On Counting (Quantum-)Graph Homomorphisms in Finite Fields of Prime Order

TL;DR

This paper investigates the complexity of counting graph homomorphisms over finite fields of prime order, introducing quantum graphs, reducing problems to bipartite graphs, and establishing a comprehensive complexity dichotomy.

Contribution

It introduces quantum graphs into modular counting homomorphisms, reduces complexity analysis to bipartite graphs, and provides a complete dichotomy for certain bipartite graph classes.

Findings

Complexity collapses to classical graph criteria at dimension 1.

Reduces problem complexity analysis to bipartite graphs.
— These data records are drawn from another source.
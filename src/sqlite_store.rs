//! SQLite-backed [`DocumentStore`] implementation.
//!
//! Documents and chunks live in two tables (see `migrate.rs`). Chunk vectors
//! are little-endian `f32` BLOBs tagged with their embedding version.
//! [`replace_chunks`](DocumentStore::replace_chunks) runs in a single
//! transaction, so a reader never sees half a batch.

use async_trait::async_trait;
use chrono::{DateTime, Utc};
use sqlx::sqlite::SqliteRow;
use sqlx::{Row, SqlitePool};

use docsage_core::embedding::{blob_to_vec, vec_to_blob, EmbeddingVersion};
use docsage_core::models::{Chunk, Document, DocumentInfo};
use docsage_core::retriever::IndexedChunk;
use docsage_core::store::{DocumentStore, StoredBatch};
use docsage_core::{PipelineError, PipelineResult};

pub struct SqliteStore {
    pool: SqlitePool,
}

impl SqliteStore {
    pub fn new(pool: SqlitePool) -> Self {
        Self { pool }
    }
}

fn storage(e: sqlx::Error) -> PipelineError {
    PipelineError::Storage(e.to_string())
}

fn from_millis(ms: i64) -> DateTime<Utc> {
    DateTime::from_timestamp_millis(ms).unwrap_or_default()
}

fn document_from_row(row: &SqliteRow) -> Document {
    Document {
        id: row.get("id"),
        filename: row.get("filename"),
        content_type: row.get("content_type"),
        text: row.get("text"),
        created_at: from_millis(row.get("created_at")),
        summary: row.get("summary"),
    }
}

#[async_trait]
impl DocumentStore for SqliteStore {
    async fn insert_document(&self, doc: &Document) -> PipelineResult<()> {
        sqlx::query(
            r#"
            INSERT INTO documents (id, filename, content_type, text, created_at, summary)
            VALUES (?, ?, ?, ?, ?, ?)
            "#,
        )
        .bind(&doc.id)
        .bind(&doc.filename)
        .bind(&doc.content_type)
        .bind(&doc.text)
        .bind(doc.created_at.timestamp_millis())
        .bind(&doc.summary)
        .execute(&self.pool)
        .await
        .map_err(storage)?;
        Ok(())
    }

    async fn get_document(&self, id: &str) -> PipelineResult<Option<Document>> {
        let row = sqlx::query(
            "SELECT id, filename, content_type, text, created_at, summary FROM documents WHERE id = ?",
        )
        .bind(id)
        .fetch_optional(&self.pool)
        .await
        .map_err(storage)?;
        Ok(row.as_ref().map(document_from_row))
    }

    async fn get_document_text(&self, id: &str) -> PipelineResult<Option<String>> {
        sqlx::query_scalar("SELECT text FROM documents WHERE id = ?")
            .bind(id)
            .fetch_optional(&self.pool)
            .await
            .map_err(storage)
    }

    async fn save_summary(&self, id: &str, summary: &str) -> PipelineResult<()> {
        let result = sqlx::query("UPDATE documents SET summary = ? WHERE id = ?")
            .bind(summary)
            .bind(id)
            .execute(&self.pool)
            .await
            .map_err(storage)?;
        if result.rows_affected() == 0 {
            return Err(PipelineError::DocumentNotFound(id.to_string()));
        }
        Ok(())
    }

    async fn list_documents(&self) -> PipelineResult<Vec<DocumentInfo>> {
        let rows = sqlx::query(
            r#"
            SELECT d.id, d.filename, d.content_type, d.created_at, d.summary,
                   length(d.text) AS char_count,
                   (SELECT COUNT(*) FROM chunks c WHERE c.document_id = d.id) AS chunk_count
            FROM documents d
            ORDER BY d.created_at DESC, d.id ASC
            "#,
        )
        .fetch_all(&self.pool)
        .await
        .map_err(storage)?;

        Ok(rows
            .iter()
            .map(|row| DocumentInfo {
                id: row.get("id"),
                filename: row.get("filename"),
                content_type: row.get("content_type"),
                created_at: from_millis(row.get("created_at")),
                char_count: row.get::<i64, _>("char_count") as usize,
                chunk_count: row.get::<i64, _>("chunk_count") as usize,
                summary: row.get("summary"),
            })
            .collect())
    }

    async fn delete_document(&self, id: &str) -> PipelineResult<bool> {
        let mut tx = self.pool.begin().await.map_err(storage)?;
        sqlx::query("DELETE FROM chunks WHERE document_id = ?")
            .bind(id)
            .execute(&mut *tx)
            .await
            .map_err(storage)?;
        let result = sqlx::query("DELETE FROM documents WHERE id = ?")
            .bind(id)
            .execute(&mut *tx)
            .await
            .map_err(storage)?;
        tx.commit().await.map_err(storage)?;
        Ok(result.rows_affected() > 0)
    }

    async fn replace_chunks(
        &self,
        doc_id: &str,
        version: &EmbeddingVersion,
        chunks: &[IndexedChunk],
    ) -> PipelineResult<()> {
        let mut tx = self.pool.begin().await.map_err(storage)?;

        let exists: bool = sqlx::query_scalar("SELECT COUNT(*) > 0 FROM documents WHERE id = ?")
            .bind(doc_id)
            .fetch_one(&mut *tx)
            .await
            .map_err(storage)?;
        if !exists {
            return Err(PipelineError::DocumentNotFound(doc_id.to_string()));
        }

        sqlx::query("DELETE FROM chunks WHERE document_id = ?")
            .bind(doc_id)
            .execute(&mut *tx)
            .await
            .map_err(storage)?;

        for entry in chunks {
            let chunk = &entry.chunk;
            sqlx::query(
                r#"
                INSERT INTO chunks (id, document_id, ordinal, text, char_start, char_end,
                                    hash, embedding_version, embedding)
                VALUES (?, ?, ?, ?, ?, ?, ?, ?, ?)
                "#,
            )
            .bind(&chunk.id)
            .bind(doc_id)
            .bind(chunk.ordinal as i64)
            .bind(&chunk.text)
            .bind(chunk.char_start as i64)
            .bind(chunk.char_end as i64)
            .bind(&chunk.hash)
            .bind(version.as_str())
            .bind(vec_to_blob(&entry.vector))
            .execute(&mut *tx)
            .await
            .map_err(storage)?;
        }

        tx.commit().await.map_err(storage)?;
        Ok(())
    }

    async fn load_chunks(&self, doc_id: &str) -> PipelineResult<Option<StoredBatch>> {
        let rows = sqlx::query(
            r#"
            SELECT id, document_id, ordinal, text, char_start, char_end, hash,
                   embedding_version, embedding
            FROM chunks
            WHERE document_id = ?
            ORDER BY ordinal ASC
            "#,
        )
        .bind(doc_id)
        .fetch_all(&self.pool)
        .await
        .map_err(storage)?;

        let Some(first) = rows.first() else {
            return Ok(None);
        };
        let version = EmbeddingVersion::from_tag(first.get::<String, _>("embedding_version"));

        let mut chunks = Vec::with_capacity(rows.len());
        for row in &rows {
            let tag: String = row.get("embedding_version");
            if tag != version.as_str() {
                return Err(PipelineError::Storage(format!(
                    "document {} has chunks from mixed embedding versions ({} and {})",
                    doc_id, version, tag
                )));
            }
            let blob: Vec<u8> = row.get("embedding");
            chunks.push(IndexedChunk {
                chunk: Chunk {
                    id: row.get("id"),
                    document_id: row.get("document_id"),
                    ordinal: row.get::<i64, _>("ordinal") as usize,
                    text: row.get("text"),
                    char_start: row.get::<i64, _>("char_start") as usize,
                    char_end: row.get::<i64, _>("char_end") as usize,
                    hash: row.get("hash"),
                },
                vector: blob_to_vec(&blob),
            });
        }
        Ok(Some(StoredBatch { version, chunks }))
    }
}

#[cfg(test)]
mod tests {
    use super::*;
    use crate::config::Config;
    use chrono::TimeZone;
    use docsage_core::chunk::{chunk_text, ChunkParams};
    use docsage_core::store::pair_vectors;
    use tempfile::TempDir;

    async fn store(tmp: &TempDir) -> SqliteStore {
        let mut config = Config::default();
        config.db.path = tmp.path().join("data").join("test.sqlite");
        let pool = crate::db::connect(&config).await.unwrap();
        crate::migrate::migrate(&pool).await.unwrap();
        SqliteStore::new(pool)
    }

    fn doc(id: &str, secs: i64) -> Document {
        Document {
            id: id.to_string(),
            filename: format!("{}.txt", id),
            content_type: "text/plain".to_string(),
            text: "Ünïcode text for the store. ".repeat(20),
            created_at: Utc.timestamp_opt(secs, 0).unwrap(),
            summary: None,
        }
    }

    #[tokio::test]
    async fn test_document_roundtrip_and_listing() {
        let tmp = TempDir::new().unwrap();
        let store = store(&tmp).await;
        store.insert_document(&doc("old", 100)).await.unwrap();
        store.insert_document(&doc("new", 200)).await.unwrap();

        let got = store.get_document("old").await.unwrap().unwrap();
        assert_eq!(got.created_at, Utc.timestamp_opt(100, 0).unwrap());
        assert!(store.get_document("missing").await.unwrap().is_none());

        let list = store.list_documents().await.unwrap();
        let ids: Vec<_> = list.iter().map(|d| d.id.as_str()).collect();
        assert_eq!(ids, vec!["new", "old"]);
        assert_eq!(list[0].char_count, got.text.chars().count());
        assert_eq!(list[0].chunk_count, 0);
    }

    #[tokio::test]
    async fn test_summary_update() {
        let tmp = TempDir::new().unwrap();
        let store = store(&tmp).await;
        store.insert_document(&doc("d", 1)).await.unwrap();
        store.save_summary("d", "short").await.unwrap();
        assert_eq!(
            store.get_document("d").await.unwrap().unwrap().summary.as_deref(),
            Some("short")
        );
        assert!(matches!(
            store.save_summary("nope", "x").await,
            Err(PipelineError::DocumentNotFound(_))
        ));
    }

    #[tokio::test]
    async fn test_replace_and_load_chunks() {
        let tmp = TempDir::new().unwrap();
        let store = store(&tmp).await;
        let d = doc("d", 1);
        store.insert_document(&d).await.unwrap();

        let chunks = chunk_text("d", &d.text, &ChunkParams::new(100, 20).unwrap());
        let vectors: Vec<Vec<f32>> = (0..chunks.len()).map(|i| vec![i as f32, 0.5]).collect();
        let version = EmbeddingVersion::new("m", 2);
        let entries = pair_vectors(chunks.clone(), vectors).unwrap();
        store.replace_chunks("d", &version, &entries).await.unwrap();

        let batch = store.load_chunks("d").await.unwrap().unwrap();
        assert_eq!(batch.version, version);
        assert_eq!(batch.chunks.len(), chunks.len());
        assert_eq!(batch.chunks[0].chunk, chunks[0]);
        assert_eq!(batch.chunks[1].vector, vec![1.0, 0.5]);

        // Replacing with nothing clears the batch.
        store.replace_chunks("d", &version, &[]).await.unwrap();
        assert!(store.load_chunks("d").await.unwrap().is_none());
    }

    #[tokio::test]
    async fn test_delete_cascades() {
        let tmp = TempDir::new().unwrap();
        let store = store(&tmp).await;
        let d = doc("d", 1);
        store.insert_document(&d).await.unwrap();
        let chunks = chunk_text("d", &d.text, &ChunkParams::new(200, 0).unwrap());
        let vectors = vec![vec![1.0]; chunks.len()];
        let entries = pair_vectors(chunks, vectors).unwrap();
        store
            .replace_chunks("d", &EmbeddingVersion::new("m", 1), &entries)
            .await
            .unwrap();

        assert!(store.delete_document("d").await.unwrap());
        assert!(!store.delete_document("d").await.unwrap());
        assert!(store.load_chunks("d").await.unwrap().is_none());
    }

    #[tokio::test]
    async fn test_replace_chunks_unknown_document() {
        let tmp = TempDir::new().unwrap();
        let store = store(&tmp).await;
        assert!(matches!(
            store
                .replace_chunks("ghost", &EmbeddingVersion::new("m", 1), &[])
                .await,
            Err(PipelineError::DocumentNotFound(_))
        ));
    }
}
Establishes a complete dichotomy for specific bipartite graph classes.

Abstract

We study the problem of counting the number of homomorphisms from an input graph $G$ to a fixed (quantum) graph $\bar{H}$ in any finite field of prime order $\mathbb{Z}_p$. The subproblem with graph $H$ was introduced by Faben and Jerrum [ToC'15] and its complexity is subject to a growing series of research articles, e.g. the work of Focke, Goldberg, Roth, and Zivn\'y [SIDMA'21] and the work of Bulatov and Kazeminia [STOC'22], subsequent to this article's conference version. Our contribution is threefold. First, we introduce the study of quantum graphs to the study of modular counting homomorphisms. We show that the complexity for a quantum graph $\bar{H}$ collapses to the complexity criteria found at dimension 1: graphs. Second, in order to prove cases of intractability we establish a further reduction to the study of bipartite graphs. Lastly, we establish a dichotomy for all bipartite ($K_{3,3}\backslash\{e\}$, ${domino}$)-free graphs by a thorough structural study incorporating both local and global arguments. This result subsumes all results on bipartite graphs known for all prime moduli and extends them significantly. Even for the subproblem with $p$ equal to $2$, this establishes new results.